Morgan continued to request a second mattress and to report that the pain medication was not working. (ECF No. 81-7 at 8-16, 18-20, 23-28, 30). In fact, Morgan indicates he submitted 106 requests for an extra mattress to help with the pain. (ECF No. 89 at 5).

On June 1, 2021, Morgan was advised that chronic pain was not an “indication for 2nd mat in this facility per protocol.” (ECF No. 87-1 at 30). Morgan then asked what about the pain and numbness in his legs from a broken tail bone. Id. at 31. That same day, Morgan was advised that his neck x-ray showed degeneration which could contribute to his pain, arm tingling, and other symptoms. (ECF No. 87-1 at 31). It was noted that steroids could help with the pain. Id. On June 3rd, Morgan asked for a list of his medications and when they expired. (ECF No. 81-4 at 41). He was given the following information:

Baclofen 10 mg., am and pm (no expiration); muscle relaxer/anti-spasmodic Duloxetine 60 mg, every am, (no expiration); anti-depressant used for chronic pain Olanzapine 15 mg every pm, (no expiration); anti-psychotic used for depression, mood disorders, bipolar, pts[d], schizophrenia, anxiety Tylenol 1000 mg am and pm until 06/22/2021 Prednisone 30 mg am until 06/07/2021; steroid for inflammation.
(ECF No. 81-7 at 41). Morgan responded by asking for his medications to be changed because he was still in constant pain. Id. at 42.
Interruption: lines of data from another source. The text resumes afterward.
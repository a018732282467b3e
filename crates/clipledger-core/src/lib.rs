//! Core types and utilities for clipledger.
//!
//! This crate provides the foundational types shared by the store and the
//! service:
//!
//! - **Identifiers**: `UserId`, `JobId`, `TransactionId`
//! - **Accounts**: `Account` and the default starting grant
//! - **Jobs**: `Job`, `JobStatus`, `Quality`
//! - **Payments**: `PaymentTransaction`, `TransactionStatus`, `CreditPack`
//! - **Codes**: `RedemptionCode`, normalization and generation
//!
//! # Credits
//!
//! Credits are whole units stored as `i64`. A `lama` job costs 1 credit and an
//! `e2fgvi_hq` job costs 2. A balance never goes below zero.

#![forbid(unsafe_code)]
#![warn(missing_docs)]
#![warn(clippy::all)]
#![warn(clippy::pedantic)]

pub mod account;
pub mod code;
pub mod error;
pub mod ids;
pub mod job;
pub mod pack;
pub mod payment;

pub use account::{Account, DEFAULT_STARTING_BALANCE, MAX_CREDIT_AMOUNT};
pub use code::{generate_code, normalize_code, RedemptionCode, CODE_ALPHABET, CODE_LENGTH};
pub use error::{LedgerError, Result};
pub use ids::{IdError, JobId, TransactionId, UserId};
pub use job::{output_key_for, Job, JobStatus, Quality};
pub use pack::CreditPack;
pub use payment::{PaymentTransaction, TransactionStatus};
On June 8, 2021, Morgan was informed that his testing had all been normal and that his x-rays had been read by a radiologist. (ECF No. 81-4 at 18). That same day, Morgan was advised that he was on the “maximum pain medications we can give at this facility.” Id. at 21. Morgan was approved for a second mattress on June 9, 2021, and ending on June 23, 2021. (ECF No. 813 at 33, 36). He was also given a second blanket for two weeks. (ECF No. 81-7 at 68).

On June 9, 2021, an electrocardiogram was performed and was normal. (ECF No. 81-11 at 16). Blood was also collected. Id. at 17-18. On June 14th, Morgan was tested for Hepatitis C and HIV and the results were negative. Id. at 19. Morgan was seen by Dr. Karas on June 14th. Dr. Karas noted Morgan's gait was normal, the range of motion with flexion and extension of the back was normal and he had a bilateral negative straight leg test. (ECF No. 81-12 at 38). Dr. Karas' diagnosis was acute chronic leg pain. Id. X-rays showed no acute lumbar spine abnormality. Id.
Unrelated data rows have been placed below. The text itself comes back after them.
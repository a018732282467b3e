//! Single-use redemption codes.
//!
//! Codes are stored uppercase and matched case-insensitively. A code moves
//! from unclaimed to claimed exactly once.

use chrono::{DateTime, Utc};
use rand::Rng;
use serde::{Deserialize, Serialize};

use crate::UserId;

/// Characters a generated code is drawn from.
pub const CODE_ALPHABET: &[u8] = b"ABCDEFGHIJKLMNOPQRSTUVWXYZ0123456789";

/// Length of the random part of a generated code.
pub const CODE_LENGTH: usize = 8;

/// A redemption code worth a fixed number of credits.
#[derive(Debug, Clone, PartialEq, Eq, Serialize, Deserialize)]
pub struct RedemptionCode {
    /// Normalized code string (unique).
    pub code: String,

    /// Credits granted on redemption.
    pub credits: i64,

    /// Account that claimed the code.
    pub claimed_by: Option<UserId>,

    /// When the code was claimed.
    pub claimed_at: Option<DateTime<Utc>>,

    /// When the code was created.
    pub created_at: DateTime<Utc>,
}

impl RedemptionCode {
    /// Create an unclaimed code. The code string is normalized.
    #[must_use]
    pub fn new(code: &str, credits: i64) -> Self {
        Self {
            code: normalize_code(code),
            credits,
            claimed_by: None,
            claimed_at: None,
            created_at: Utc::now(),
        }
    }

    /// Whether the code has been claimed.
    #[must_use]
    pub const fn is_claimed(&self) -> bool {
        self.claimed_by.is_some()
    }
}

/// Trim and uppercase a user-supplied code.
#[must_use]
pub fn normalize_code(raw: &str) -> String {
    raw.trim().to_ascii_uppercase()
}

/// Generate a random code, optionally prefixed.
///
/// The prefix is normalized like any other code input. Uniqueness is not
/// guaranteed here; callers insert with insert-if-absent and retry.
#[must_use]
pub fn generate_code(prefix: Option<&str>) -> String {
    let mut rng = rand::rng();
    let random: String = (0..CODE_LENGTH)
        .map(|_| char::from(CODE_ALPHABET[rng.random_range(0..CODE_ALPHABET.len())]))
        .collect();

    match prefix.map(normalize_code).filter(|p| !p.is_empty()) {
        Some(prefix) => format!("{prefix}{random}"),
        None => random,
    }
}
On June 15, 2021, Morgan complained he “popped” his wrist and had a sharp pain from his hand up half-way to his elbow. (ECF No. 81-8 at 1). He asked for a brace. Id. He was told this complaint would be added to his sick call the following day. Id. On June 17th, Morgan requested a CT scan of his neck, shoulder, hips, and leg as he continued to be in pain. Id. at 21. On June 19th, he asked for Tylenol and his other medications to be renewed. Id. at 24. That same day, Morgan asked for vision and hearing tests. Id. at 23. He was told they did not provide vision or hearing tests. Id. at 25. When he kept insisting that he was in their care and should be able to have these tests done, he was told he had not suffered any injury to his vision or hearing at the facility. Id. at 26. It was also noted that he was able to see to type on the kiosk, maneuver around the facility, could hear when med call or chow was called, and was able to hear during examinations. Id. at 26.
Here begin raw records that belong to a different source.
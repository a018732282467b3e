//! Credit balance handler.

use std::sync::Arc;

use axum::extract::State;
use axum::Json;
use serde::Serialize;

use crate::auth::AuthUser;
use crate::error::ApiError;
use crate::state::AppState;

/// Balance response.
#[derive(Debug, Serialize)]
pub struct BalanceResponse {
    /// Account owner.
    pub user_id: String,
    /// Credits available.
    pub balance: i64,
}

/// Get current credit balance. First contact creates the account.
pub async fn get_balance(
    State(state): State<Arc<AppState>>,
    auth: AuthUser,
) -> Result<Json<BalanceResponse>, ApiError> {
    let balance = state.ledger.balance(&auth.user_id).await?;

    Ok(Json(BalanceResponse {
        user_id: auth.user_id.to_string(),
        balance,
    }))
}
At some point Morgan did receive another prescription for a second blanket, because he was told on June 21, 2021, that his second blanket prescription ended on July 4th. (ECF No. 818 at 30). On June 23rd, Morgan asked to see the doctor about constant shoulder, neck, hip, and leg pain. Id. at 34. On June 25th, Morgan asked to be screened for cancer due to hip and lower back pain. Id. at 36. He indicated leukemia, lung, brain, and bone cancer ran in his family. Id. Morgan also continued asking for a second mattress. Id. at 50. He was told he was on the list to see the doctor. Id. at 51. On June 29th, x-rays of his lumbar spine were taken and Morgan was advised that the x-ray of his lumbar spine showed no acute abnormality. (ECF No. 81-8 at 45; ECF No. 81-11 at 22). Morgan was seen by Dr. Karas again on June 29th for complaints of low back pain with occasional radiation and numbness into the right knee. Id. at 50. Mild tenderness in the low back area was noted. Id. Morgan had a normal gait, negative bilateral straight leg tests, and normal strength. Id. Morgan reported the second mat had helped, but Dr. Karas concluded he did not qualify for a second mat but instead should be given as good a mat as possible. Id. Blood tests, an EKG, and a urinalysis were ordered. (ECF No. 81-12 at 34). He was tested for HIV and Hep-C. Id. at 37.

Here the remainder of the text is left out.